**PROVIDED DATA:**
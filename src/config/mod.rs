// src/config/mod.rs

//! Engine settings (`.seqdag/config.toml`).
//!
//! - `model.rs`: raw TOML shape and the validated [`EngineConfig`].
//! - `loader.rs`: read from disk, falling back to defaults.
//! - `validate.rs`: raw -> validated conversion.

pub mod loader;
pub mod model;
pub mod validate;

pub use loader::{load_and_validate, load_from_path};
pub use model::{EngineConfig, RawEngineConfig};
// src/sequence/mutate.rs

//! In-memory mutations of a [`Sequence`].
//!
//! Every mutation works on a draft copy and only replaces the caller's
//! sequence once the draft passes full validation, so a failed call (unknown
//! ID, duplicate, cycle) never leaves a partial change behind.

use serde::Deserialize;
use tracing::debug;

use crate::errors::{Result, SeqError};
use crate::sequence::model::{Gate, Sequence, Step};
use crate::types::{FailPolicy, Model, NodeId, StepType};

/// Apply `f` to a draft and commit it only if the result validates.
fn commit<T, F>(seq: &mut Sequence, f: F) -> Result<T>
where
    F: FnOnce(&mut Sequence) -> Result<T>,
{
    let mut draft = seq.clone();
    let out = f(&mut draft)?;
    draft.validate()?;
    *seq = draft;
    Ok(out)
}

fn ensure_new_id(seq: &Sequence, id: &str) -> Result<()> {
    if seq.contains(id) {
        return Err(SeqError::Conflict(format!("node '{id}'")));
    }
    Ok(())
}

fn ensure_deps_exist(seq: &Sequence, deps: &[NodeId]) -> Result<()> {
    match deps.iter().find(|d| !seq.contains(d)) {
        Some(missing) => Err(SeqError::NotFound(format!("dependency '{missing}'"))),
        None => Ok(()),
    }
}

fn ensure_schema(violations: Vec<crate::errors::FieldViolation>) -> Result<()> {
    if violations.is_empty() {
        Ok(())
    } else {
        Err(SeqError::Validation(violations))
    }
}

/// Nodes that would dangle if `id` were removed.
fn referrers_of(seq: &Sequence, id: &str) -> Vec<NodeId> {
    let mut out = seq.dependents_of(id);
    for step in &seq.steps {
        let refers = step.watchdog_for.as_deref() == Some(id)
            || step.fusion_synth.as_deref() == Some(id)
            || step
                .fusion_candidates
                .iter()
                .flatten()
                .any(|c| c == id);
        if refers && !out.contains(&step.id) {
            out.push(step.id.clone());
        }
    }
    out
}

pub fn add_step(seq: &mut Sequence, step: Step) -> Result<()> {
    ensure_schema(step.schema_violations("step"))?;
    ensure_new_id(seq, &step.id)?;
    ensure_deps_exist(seq, &step.depends_on)?;

    let id = step.id.clone();
    commit(seq, |draft| {
        draft.steps.push(step);
        Ok(())
    })?;
    debug!(step = %id, "step added");
    Ok(())
}

pub fn add_gate(seq: &mut Sequence, gate: Gate) -> Result<()> {
    ensure_schema(gate.schema_violations("gate"))?;
    ensure_new_id(seq, &gate.id)?;
    ensure_deps_exist(seq, &gate.depends_on)?;

    let id = gate.id.clone();
    commit(seq, |draft| {
        draft.gates.push(gate);
        Ok(())
    })?;
    debug!(gate = %id, "gate added");
    Ok(())
}

/// Remove a step that nothing else references.
pub fn remove_step(seq: &mut Sequence, id: &str) -> Result<Step> {
    let pos = seq
        .steps
        .iter()
        .position(|s| s.id == id)
        .ok_or_else(|| SeqError::NotFound(format!("step '{id}'")))?;

    let dependents = referrers_of(seq, id);
    if !dependents.is_empty() {
        return Err(SeqError::HasDependents {
            id: id.to_string(),
            dependents,
        });
    }

    let removed = seq.steps.remove(pos);
    debug!(step = %id, "step removed");
    Ok(removed)
}

pub fn remove_gate(seq: &mut Sequence, id: &str) -> Result<Gate> {
    let pos = seq
        .gates
        .iter()
        .position(|g| g.id == id)
        .ok_or_else(|| SeqError::NotFound(format!("gate '{id}'")))?;

    let dependents = seq.dependents_of(id);
    if !dependents.is_empty() {
        return Err(SeqError::HasDependents {
            id: id.to_string(),
            dependents,
        });
    }

    Ok(seq.gates.remove(pos))
}

/// Add edge "`node` depends on `dep`".
///
/// Fails with `CircularDependency` (and leaves `seq` untouched) if the edge
/// would close a cycle.
pub fn add_dependency(seq: &mut Sequence, node: &str, dep: &str) -> Result<()> {
    if !seq.contains(node) {
        return Err(SeqError::NotFound(format!("node '{node}'")));
    }
    if !seq.contains(dep) {
        return Err(SeqError::NotFound(format!("dependency '{dep}'")));
    }
    if node == dep {
        return Err(SeqError::CircularDependency(vec![
            node.to_string(),
            dep.to_string(),
        ]));
    }
    if seq
        .node(node)
        .is_some_and(|n| n.depends_on().iter().any(|d| d == dep))
    {
        return Err(SeqError::Conflict(format!("dependency '{node}' -> '{dep}'")));
    }

    commit(seq, |draft| {
        if let Some(deps) = draft.depends_on_mut(node) {
            deps.push(dep.to_string());
        }
        Ok(())
    })?;
    debug!(node = %node, dep = %dep, "dependency added");
    Ok(())
}

pub fn remove_dependency(seq: &mut Sequence, node: &str, dep: &str) -> Result<()> {
    let deps = seq
        .depends_on_mut(node)
        .ok_or_else(|| SeqError::NotFound(format!("node '{node}'")))?;

    let pos = deps
        .iter()
        .position(|d| d == dep)
        .ok_or_else(|| SeqError::NotFound(format!("dependency '{node}' -> '{dep}'")))?;
    deps.remove(pos);
    debug!(node = %node, dep = %dep, "dependency removed");
    Ok(())
}

/// Typed partial update of a step's descriptive attributes.
///
/// Status and dependencies have their own operations and are not part of a
/// patch.
#[derive(Debug, Clone, Default, PartialEq, Eq, Deserialize)]
#[serde(deny_unknown_fields)]
pub struct StepPatch {
    pub name: Option<String>,
    #[serde(rename = "type")]
    pub step_type: Option<StepType>,
    pub model: Option<Model>,
    pub prompt_file: Option<String>,
    pub cwd: Option<String>,
    pub group_id: Option<String>,
    pub fanout: Option<u32>,
    pub fail_policy: Option<FailPolicy>,
    pub timeout_ms: Option<u64>,
    pub watchdog_for: Option<NodeId>,
    #[serde(default, deserialize_with = "crate::engine::action::de_opt_bool_like")]
    pub orchestrator: Option<bool>,
}

impl StepPatch {
    pub fn is_empty(&self) -> bool {
        *self == StepPatch::default()
    }

    fn apply(self, step: &mut Step) {
        if let Some(v) = self.name {
            step.name = v;
        }
        if let Some(v) = self.step_type {
            step.step_type = v;
        }
        if let Some(v) = self.model {
            step.model = v;
        }
        if let Some(v) = self.prompt_file {
            step.prompt_file = v;
        }
        if let Some(v) = self.cwd {
            step.cwd = Some(v);
        }
        if let Some(v) = self.group_id {
            step.group_id = Some(v);
        }
        if let Some(v) = self.fanout {
            step.fanout = Some(v);
        }
        if let Some(v) = self.fail_policy {
            step.fail_policy = Some(v);
        }
        if let Some(v) = self.timeout_ms {
            step.timeout_ms = Some(v);
        }
        if let Some(v) = self.watchdog_for {
            step.watchdog_for = Some(v);
        }
        if let Some(v) = self.orchestrator {
            step.orchestrator = Some(v);
        }
    }
}

pub fn update_step(seq: &mut Sequence, id: &str, patch: StepPatch) -> Result<()> {
    if seq.step(id).is_none() {
        return Err(SeqError::NotFound(format!("step '{id}'")));
    }
    if patch.is_empty() {
        return Err(SeqError::validation("patch", "no fields to update"));
    }

    commit(seq, |draft| {
        if let Some(step) = draft.step_mut(id) {
            patch.apply(step);
        }
        Ok(())
    })
}

/// Expand `template` into `fanout` parallel steps `<group_id>-1 .. <group_id>-N`.
///
/// Each member copies the template's model, prompt, cwd and dependencies and
/// is tagged with the group. Returns the new IDs.
pub fn add_parallel_group(
    seq: &mut Sequence,
    group_id: &str,
    template: &Step,
    fanout: u32,
) -> Result<Vec<NodeId>> {
    if fanout == 0 {
        return Err(SeqError::validation("fanout", "must be >= 1"));
    }
    if seq
        .steps
        .iter()
        .any(|s| s.group_id.as_deref() == Some(group_id))
    {
        return Err(SeqError::Conflict(format!("group '{group_id}'")));
    }
    ensure_deps_exist(seq, &template.depends_on)?;

    let ids: Vec<NodeId> = (1..=fanout).map(|i| format!("{group_id}-{i}")).collect();
    for id in &ids {
        ensure_new_id(seq, id)?;
    }

    commit(seq, |draft| {
        for (i, id) in ids.iter().enumerate() {
            let mut member = template.clone();
            member.id = id.clone();
            member.name = format!("{} #{}", template.name, i + 1);
            member.step_type = StepType::Parallel;
            member.group_id = Some(group_id.to_string());
            member.fanout = Some(fanout);
            draft.steps.push(member);
        }
        Ok(())
    })?;

    debug!(group = %group_id, fanout, "parallel group expanded");
    Ok(ids)
}

/// Add a synthesis step that fans in over `candidates`.
pub fn add_fusion(seq: &mut Sequence, mut synth: Step, candidates: &[NodeId]) -> Result<()> {
    if candidates.is_empty() {
        return Err(SeqError::validation(
            "fusion_candidates",
            "at least one candidate is required",
        ));
    }
    if let Some(missing) = candidates.iter().find(|c| seq.step(c).is_none()) {
        return Err(SeqError::NotFound(format!("step '{missing}'")));
    }
    ensure_new_id(seq, &synth.id)?;
    ensure_deps_exist(seq, &synth.depends_on)?;

    synth.step_type = StepType::Fusion;
    for c in candidates {
        if !synth.depends_on.contains(c) {
            synth.depends_on.push(c.clone());
        }
    }
    synth.fusion_candidates = Some(candidates.to_vec());
    ensure_schema(synth.schema_violations("step"))?;

    let synth_id = synth.id.clone();
    commit(seq, |draft| {
        for c in candidates {
            if let Some(step) = draft.step_mut(c) {
                step.fusion_synth = Some(synth_id.clone());
            }
        }
        draft.steps.push(synth);
        Ok(())
    })?;

    debug!(synth = %synth_id, ?candidates, "fusion step added");
    Ok(())
}
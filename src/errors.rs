// src/errors.rs

//! Crate-wide error taxonomy.
//!
//! Every failure surfaced by the engine maps onto one [`ErrorKind`], which is
//! what callers switch on. [`SeqError::to_payload`] renders the structured
//! error payload handed to untrusted callers.

use serde::Serialize;
use thiserror::Error;

/// A single field-level validation failure.
#[derive(Debug, Clone, PartialEq, Eq, Serialize)]
pub struct FieldViolation {
    pub field: String,
    pub message: String,
}

impl FieldViolation {
    pub fn new(field: impl Into<String>, message: impl Into<String>) -> Self {
        Self {
            field: field.into(),
            message: message.into(),
        }
    }
}

impl std::fmt::Display for FieldViolation {
    fn fmt(&self, f: &mut std::fmt::Formatter<'_>) -> std::fmt::Result {
        write!(f, "{}: {}", self.field, self.message)
    }
}

/// Machine-readable error category.
#[derive(Debug, Clone, Copy, PartialEq, Eq, Serialize)]
#[serde(rename_all = "snake_case")]
pub enum ErrorKind {
    Validation,
    NotFound,
    Conflict,
    CircularDependency,
    PolicyDenied,
    ProcessTimeout,
    Internal,
}

#[derive(Error, Debug)]
pub enum SeqError {
    #[error("validation failed: {}", join_violations(.0))]
    Validation(Vec<FieldViolation>),

    #[error("not found: {0}")]
    NotFound(String),

    #[error("already exists: {0}")]
    Conflict(String),

    #[error("'{id}' cannot be removed; depended on by {dependents:?}")]
    HasDependents { id: String, dependents: Vec<String> },

    #[error("step '{id}' is not runnable (status {status})")]
    NotRunnable { id: String, status: String },

    #[error("sequence document changed on disk during update: {0}")]
    ConcurrentModification(String),

    #[error("circular dependency: {}", .0.join(" -> "))]
    CircularDependency(Vec<String>),

    #[error("denied by policy: {0}")]
    PolicyDenied(String),

    #[error("confirmation required for {0}")]
    ConfirmationRequired(String),

    #[error("process backend unavailable: {0}")]
    BackendUnavailable(String),

    #[error("step '{step}' timed out after {timeout_ms} ms")]
    ProcessTimeout { step: String, timeout_ms: u64 },

    #[error("IO error: {0}")]
    Io(#[from] std::io::Error),

    #[error("TOML parsing error: {0}")]
    TomlDe(#[from] toml::de::Error),

    #[error("TOML serialisation error: {0}")]
    TomlSer(#[from] toml::ser::Error),

    #[error("JSON error: {0}")]
    Json(#[from] serde_json::Error),

    #[error(transparent)]
    Other(#[from] anyhow::Error),
}

fn join_violations(v: &[FieldViolation]) -> String {
    v.iter()
        .map(|f| f.to_string())
        .collect::<Vec<_>>()
        .join("; ")
}

impl SeqError {
    pub fn validation(field: impl Into<String>, message: impl Into<String>) -> Self {
        SeqError::Validation(vec![FieldViolation::new(field, message)])
    }

    pub fn kind(&self) -> ErrorKind {
        match self {
            SeqError::Validation(_) => ErrorKind::Validation,
            SeqError::NotFound(_) => ErrorKind::NotFound,
            SeqError::Conflict(_)
            | SeqError::HasDependents { .. }
            | SeqError::NotRunnable { .. }
            | SeqError::ConcurrentModification(_) => ErrorKind::Conflict,
            SeqError::CircularDependency(_) => ErrorKind::CircularDependency,
            SeqError::PolicyDenied(_) | SeqError::ConfirmationRequired(_) => {
                ErrorKind::PolicyDenied
            }
            SeqError::ProcessTimeout { .. } => ErrorKind::ProcessTimeout,
            SeqError::BackendUnavailable(_)
            | SeqError::Io(_)
            | SeqError::TomlDe(_)
            | SeqError::TomlSer(_)
            | SeqError::Json(_)
            | SeqError::Other(_) => ErrorKind::Internal,
        }
    }

    /// Structured payload for callers.
    ///
    /// Internal errors carry filesystem paths and library detail; unless
    /// `expose_internal` is set they are reduced to a generic message.
    pub fn to_payload(&self, expose_internal: bool) -> ErrorPayload {
        let kind = self.kind();
        let message = if kind == ErrorKind::Internal && !expose_internal {
            "internal error".to_string()
        } else {
            self.to_string()
        };

        ErrorPayload {
            kind,
            message,
            violations: match self {
                SeqError::Validation(v) => Some(v.clone()),
                _ => None,
            },
            cycle: match self {
                SeqError::CircularDependency(c) => Some(c.clone()),
                _ => None,
            },
        }
    }
}

/// Serialisable error handed back to callers.
#[derive(Debug, Clone, Serialize)]
pub struct ErrorPayload {
    pub kind: ErrorKind,
    pub message: String,
    #[serde(skip_serializing_if = "Option::is_none")]
    pub violations: Option<Vec<FieldViolation>>,
    #[serde(skip_serializing_if = "Option::is_none")]
    pub cycle: Option<Vec<String>>,
}

pub type Result<T> = std::result::Result<T, SeqError>;
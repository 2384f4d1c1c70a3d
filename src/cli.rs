// src/cli.rs

//! CLI argument parsing using `clap`.

use std::path::PathBuf;

use clap::{Args, Parser, Subcommand, ValueEnum};

use crate::types::{FailPolicy, Model, NodeId, StepStatus, StepType};

/// Command-line arguments for `seqdag`.
#[derive(Debug, Clone, Parser)]
#[command(
    name = "seqdag",
    version,
    about = "Orchestrate AI-agent steps as a dependency DAG with manual gates.",
    long_about = None
)]
pub struct CliArgs {
    /// Workspace root. Default: `$SEQDAG_HOME`, else the current directory.
    #[arg(long, global = true, value_name = "PATH")]
    pub root: Option<PathBuf>,

    /// Logging level (error, warn, info, debug, trace).
    ///
    /// If omitted, `SEQDAG_LOG` or a default level will be used.
    #[arg(long, global = true, value_enum, value_name = "LEVEL")]
    pub log_level: Option<LogLevel>,

    /// Confirm actions that the policy wants confirmed.
    #[arg(long, short = 'y', global = true)]
    pub yes: bool,

    #[command(subcommand)]
    pub command: Command,
}

#[derive(Debug, Clone, Subcommand)]
pub enum Command {
    /// Create an empty sequence in the workspace.
    Init {
        #[arg(long, default_value = "default")]
        name: String,
    },
    /// Print nodes in topological order with their status.
    Show,
    #[command(subcommand)]
    Step(StepCommand),
    #[command(subcommand)]
    Dep(DepCommand),
    #[command(subcommand)]
    Gate(GateCommand),
    #[command(subcommand)]
    Group(GroupCommand),
    #[command(subcommand)]
    Fusion(FusionCommand),
    /// List steps that can run now.
    Runnable,
    /// Run one step.
    Run { id: NodeId },
    /// Run every runnable step concurrently.
    RunAll,
    /// Run a parallel group's members one after another.
    RunGroup { group_id: String },
    /// Fail RUNNING steps whose process can no longer be confirmed.
    Reconcile,
    #[command(subcommand)]
    Policy(PolicyCommand),
    /// Apply a JSON action, e.g. '{"action":"dep-add","args":{"node":"b","dep":"a"}}'.
    Apply { json: String },
}

#[derive(Debug, Clone, Subcommand)]
pub enum StepCommand {
    Add(StepAddArgs),
    UpdateStatus { id: NodeId, status: StepStatus },
    Remove { id: NodeId },
}

/// Step attributes shared by `step add`, `group add` and `fusion add`.
#[derive(Debug, Clone, Args)]
pub struct StepSpecArgs {
    #[arg(long)]
    pub name: String,
    #[arg(long)]
    pub model: Model,
    #[arg(long, value_name = "PATH")]
    pub prompt_file: String,
    /// Comma-separated dependency IDs.
    #[arg(long, value_delimiter = ',')]
    pub depends_on: Vec<NodeId>,
    #[arg(long, value_name = "DIR")]
    pub cwd: Option<String>,
    #[arg(long)]
    pub timeout_ms: Option<u64>,
    #[arg(long)]
    pub fail_policy: Option<FailPolicy>,
}

#[derive(Debug, Clone, Args)]
pub struct StepAddArgs {
    pub id: NodeId,
    #[command(flatten)]
    pub spec: StepSpecArgs,
    #[arg(long = "type")]
    pub step_type: Option<StepType>,
    #[arg(long)]
    pub group_id: Option<String>,
    #[arg(long)]
    pub watchdog_for: Option<NodeId>,
}

#[derive(Debug, Clone, Subcommand)]
pub enum DepCommand {
    /// `node` depends on `dep`.
    Add { node: NodeId, dep: NodeId },
    Remove { node: NodeId, dep: NodeId },
}

#[derive(Debug, Clone, Subcommand)]
pub enum GateCommand {
    Add {
        id: NodeId,
        #[arg(long)]
        name: String,
        #[arg(long, value_delimiter = ',')]
        depends_on: Vec<NodeId>,
    },
    Approve { id: NodeId },
    Block { id: NodeId },
    Remove { id: NodeId },
}

#[derive(Debug, Clone, Subcommand)]
pub enum GroupCommand {
    /// Expand a template into `<group>-1 .. <group>-N` parallel steps.
    Add {
        group_id: String,
        #[arg(long)]
        fanout: u32,
        #[command(flatten)]
        spec: StepSpecArgs,
    },
}

#[derive(Debug, Clone, Subcommand)]
pub enum FusionCommand {
    /// Add a synthesis step over candidate steps.
    Add {
        id: NodeId,
        #[arg(long, value_delimiter = ',', required = true)]
        candidates: Vec<NodeId>,
        #[command(flatten)]
        spec: StepSpecArgs,
    },
}

#[derive(Debug, Clone, Subcommand)]
pub enum PolicyCommand {
    /// Evaluate a command line against the workspace policy.
    Check {
        #[arg(long, value_name = "DIR")]
        cwd: Option<PathBuf>,
        #[arg(required = true, trailing_var_arg = true, allow_hyphen_values = true)]
        command: Vec<String>,
    },
}

/// Log level as exposed on the CLI.
#[derive(Debug, Copy, Clone, ValueEnum)]
pub enum LogLevel {
    Error,
    Warn,
    Info,
    Debug,
    Trace,
}

/// Convenience wrapper around `CliArgs::parse()`.
pub fn parse() -> CliArgs {
    CliArgs::parse()
}

#[cfg(test)]
mod tests {
    use super::*;

    #[test]
    fn parses_step_add() {
        let args = CliArgs::try_parse_from([
            "seqdag",
            "--root",
            "/w",
            "step",
            "add",
            "b",
            "--name",
            "B",
            "--model",
            "codex",
            "--prompt-file",
            "b.md",
            "--depends-on",
            "a,g",
        ])
        .unwrap();

        assert_eq!(args.root, Some(PathBuf::from("/w")));
        let Command::Step(StepCommand::Add(add)) = args.command else {
            panic!("wrong command");
        };
        assert_eq!(add.id, "b");
        assert_eq!(add.spec.model, Model::Codex);
        assert_eq!(add.spec.depends_on, vec!["a", "g"]);
    }

    #[test]
    fn global_flags_after_subcommand() {
        let args = CliArgs::try_parse_from(["seqdag", "run", "a", "--yes"]).unwrap();
        assert!(args.yes);
        assert!(matches!(args.command, Command::Run { ref id } if id == "a"));
    }

    #[test]
    fn policy_check_takes_raw_command() {
        let args =
            CliArgs::try_parse_from(["seqdag", "policy", "check", "claude", "-p", "hi"]).unwrap();
        let Command::Policy(PolicyCommand::Check { command, .. }) = args.command else {
            panic!("wrong command");
        };
        assert_eq!(command, vec!["claude", "-p", "hi"]);
    }

    #[test]
    fn rejects_unknown_status() {
        assert!(CliArgs::try_parse_from(["seqdag", "step", "update-status", "a", "WHATEVER"]).is_err());
    }
}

**ACTION ITEM:** In the entries above, find the line holding "long_about = None" and the line holding "#[arg(long, short = 'y', global = true)]"; print both of them and every line between, exactly, and nothing else.

**COMPLETED EXERCISE:**
    long_about = None
)]
pub struct CliArgs {
    /// Workspace root. Default: `$SEQDAG_HOME`, else the current directory.
    #[arg(long, global = true, value_name = "PATH")]
    pub root: Option<PathBuf>,

    /// Logging level (error, warn, info, debug, trace).
    ///
    /// If omitted, `SEQDAG_LOG` or a default level will be used.
    #[arg(long, global = true, value_enum, value_name = "LEVEL")]
    pub log_level: Option<LogLevel>,

    /// Confirm actions that the policy wants confirmed.
    #[arg(long, short = 'y', global = true)]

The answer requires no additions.